Shell scripts (including Bash scripts) can be convenient for automating simple command line procedures, and they are often better than keeping complicated commands in a single developer's history. However, shell scripts can be hard to understand and maintain, and are typically not as well-supported as other programming languages. Shell scripts have less support for unit testing, and there is likely a lower chance that somebody reading one will be experienced with the language.

Python, Go, or other general-purpose languages are often better choices than shell. Shell is convenient for some simple use cases, and the Google shell style guide can help with writing better shell scripts. But it is difficult, even for experienced shell scripters, to mitigate the risks of its many surprising behaviors. So whenever possible, use shell scripts only for small, simple use cases, or avoid shell entirely.

Here are some examples of mistakes that are far too easy to make when writing a shell script (see Bash Pitfalls for many more):

  • Forgetting to quote something can have surprising results, due to shell's complicated evaluation rules. E.g., even if a wildcard is properly quoted, it can still be unexpectedly expanded elsewhere:

$ msg='Is using bash a pro? Or a con?'

$ echo $msg  # Note that there's a subdirectory called 'proc' in the current directory.

Is using bash a proc Or a con?  # ? was unexpectedly treated as a wildcard.

  • Many things that would be function arguments in other languages are command line arguments in shell. Command line arguments are world-readable, so they can leak secrets:

$ curl -H "Authorization: Bearer ${SECRET}" "$URL" &

$ ps aux  # The current list of processes shows the secret.

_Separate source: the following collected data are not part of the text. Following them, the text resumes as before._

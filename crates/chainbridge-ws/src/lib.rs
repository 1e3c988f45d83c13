//! chainbridge-ws — WebSocket subscription transport.
//!
//! # Features
//! - Single dial at construction, failure returned to the caller
//! - Auto-reconnect on read failure with capped linear backoff
//! - Subscription payload re-sent after every reconnect
//! - Serialized writes (subscribe, keep-alive pongs) behind one lock
//! - Inbound message size limit

pub mod connection;
pub mod managed;

pub use connection::{Frame, WsConfig, WsConnection, WsReader, WsWriter};
pub use managed::ManagedWsTransport;
//! Log notification / getLogs response parsing.

use std::sync::Arc;

use bytes::Bytes;
use serde::{Deserialize, Serialize};
use serde_json::Value;

use chainbridge_core::error::TransportError;
use chainbridge_core::filter::Parser;
use chainbridge_core::request::JsonRpcMessage;
use chainbridge_core::types::{Event, Protocol};

use super::cursor::LogCursor;
use super::dialect::LogDialect;

/// A log as forwarded to the job runner. Missing string fields serialize
/// as `""`; `epochNumber` only appears when the node sent it.
#[derive(Debug, Clone, Default, PartialEq, Eq, Serialize, Deserialize)]
#[serde(rename_all = "camelCase")]
pub struct LogEntry {
    #[serde(default)]
    pub address: String,
    #[serde(default)]
    pub topics: Vec<String>,
    #[serde(default)]
    pub data: String,
    #[serde(default)]
    pub block_number: String,
    #[serde(default)]
    pub block_hash: String,
    #[serde(default)]
    pub transaction_hash: String,
    #[serde(default)]
    pub transaction_index: String,
    #[serde(default)]
    pub log_index: String,
    #[serde(default, skip_serializing_if = "Option::is_none")]
    pub epoch_number: Option<String>,
    /// Set by the node when a reorg retracted the log.
    #[serde(default, skip_serializing)]
    pub removed: bool,
}

impl LogEntry {
    fn position(&self, field: &str) -> Option<u64> {
        let raw = match field {
            "epochNumber" => self.epoch_number.as_deref()?,
            _ => self.block_number.as_str(),
        };
        hex_str_to_u64(raw)
    }
}

/// Parse a `0x`-prefixed hex quantity.
pub fn hex_str_to_u64(s: &str) -> Option<u64> {
    let digits = s.strip_prefix("0x").unwrap_or(s);
    if digits.is_empty() {
        return None;
    }
    u64::from_str_radix(digits, 16).ok()
}

#[derive(Debug)]
pub struct LogParser {
    dialect: LogDialect,
    protocol: Protocol,
    cursor: Arc<LogCursor>,
}

impl LogParser {
    pub fn new(dialect: LogDialect, protocol: Protocol, cursor: Arc<LogCursor>) -> Self {
        Self { dialect, protocol, cursor }
    }

    fn encode(log: &LogEntry) -> Option<Event> {
        match serde_json::to_vec(log) {
            Ok(body) => Some(Event::new(Bytes::from(body))),
            Err(e) => {
                tracing::warn!(error = %e, "failed to encode log event");
                None
            }
        }
    }

    fn parse_notification(&self, msg: &JsonRpcMessage) -> Option<Vec<Event>> {
        let result = msg.notification_result()?;
        let log: LogEntry = serde_json::from_value(result.clone()).ok()?;
        if log.removed {
            tracing::debug!(chain = self.dialect.chain, tx = %log.transaction_hash, "skipping removed log");
            return Some(Vec::new());
        }
        Some(Self::encode(&log).into_iter().collect())
    }

    fn parse_poll(&self, msg: JsonRpcMessage) -> Option<Vec<Event>> {
        let result = match msg.into_result() {
            Ok(result) => result,
            Err(e) => {
                tracing::debug!(chain = self.dialect.chain, error = %e, "getLogs returned an error");
                return None;
            }
        };
        let logs: Vec<LogEntry> = match result {
            Value::Null => Vec::new(),
            other => serde_json::from_value(other).ok()?,
        };

        let mut newest: Option<u64> = None;
        let mut events = Vec::with_capacity(logs.len());
        for log in logs.iter().filter(|l| !l.removed) {
            if let Some(event) = Self::encode(log) {
                events.push(event);
            }
            if let Some(pos) = log.position(self.dialect.position_field) {
                newest = Some(newest.map_or(pos, |n| n.max(pos)));
            }
        }
        if let Some(pos) = newest {
            self.cursor.advance(pos);
        }
        Some(events)
    }
}

impl Parser for LogParser {
    fn parse_response(&self, raw: &[u8]) -> Option<Vec<Event>> {
        let msg: JsonRpcMessage = serde_json::from_slice(raw).ok()?;
        match self.protocol {
            Protocol::WebSocket => self.parse_notification(&msg),
            Protocol::Rpc => self.parse_poll(msg),
        }
    }

    /// The first frame after a subscribe must be a successful response
    /// carrying the subscription id.
    fn confirm(&self, raw: &[u8]) -> Result<(), TransportError> {
        let msg: JsonRpcMessage = serde_json::from_slice(raw)
            .map_err(|e| TransportError::Protocol(format!("confirmation is not JSON-RPC: {e}")))?;
        if msg.id.is_none() {
            return Err(TransportError::Protocol(
                "expected a subscription confirmation".into(),
            ));
        }
        match msg.into_result() {
            Ok(Value::Null) => Err(TransportError::Protocol(
                "subscription confirmation carries no id".into(),
            )),
            Ok(id) => {
                tracing::debug!(chain = self.dialect.chain, subscription = %id, "log subscription confirmed");
                Ok(())
            }
            Err(e) => Err(TransportError::Protocol(format!("subscription rejected: {e}"))),
        }
    }
}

  • By default, the shell ignores all errors from commands, which can cause severe bugs if code assumes that earlier commands succeeded. The command set -e can appear to force termination at the first error, but its behavior is inconsistent. For example, set -e does not affect some commands in pipelines (like false in false | cat), nor will it affect some command substitutions (such as the false in export FOO="$(false)"). Even worse, its behavior inside a function depends on how that function is called.

  • Many things run in subshells, which can (often unexpectedly) hide changes to variables from the main shell. It can also make manual error handling harder, compounding the issue above:

$ run_or_exit() { "$@" || exit $?; }  # Executes the arguments then exits on failure.

$ foo="$(run_or_exit false)"  # Exits the $() subshell, but the script continues.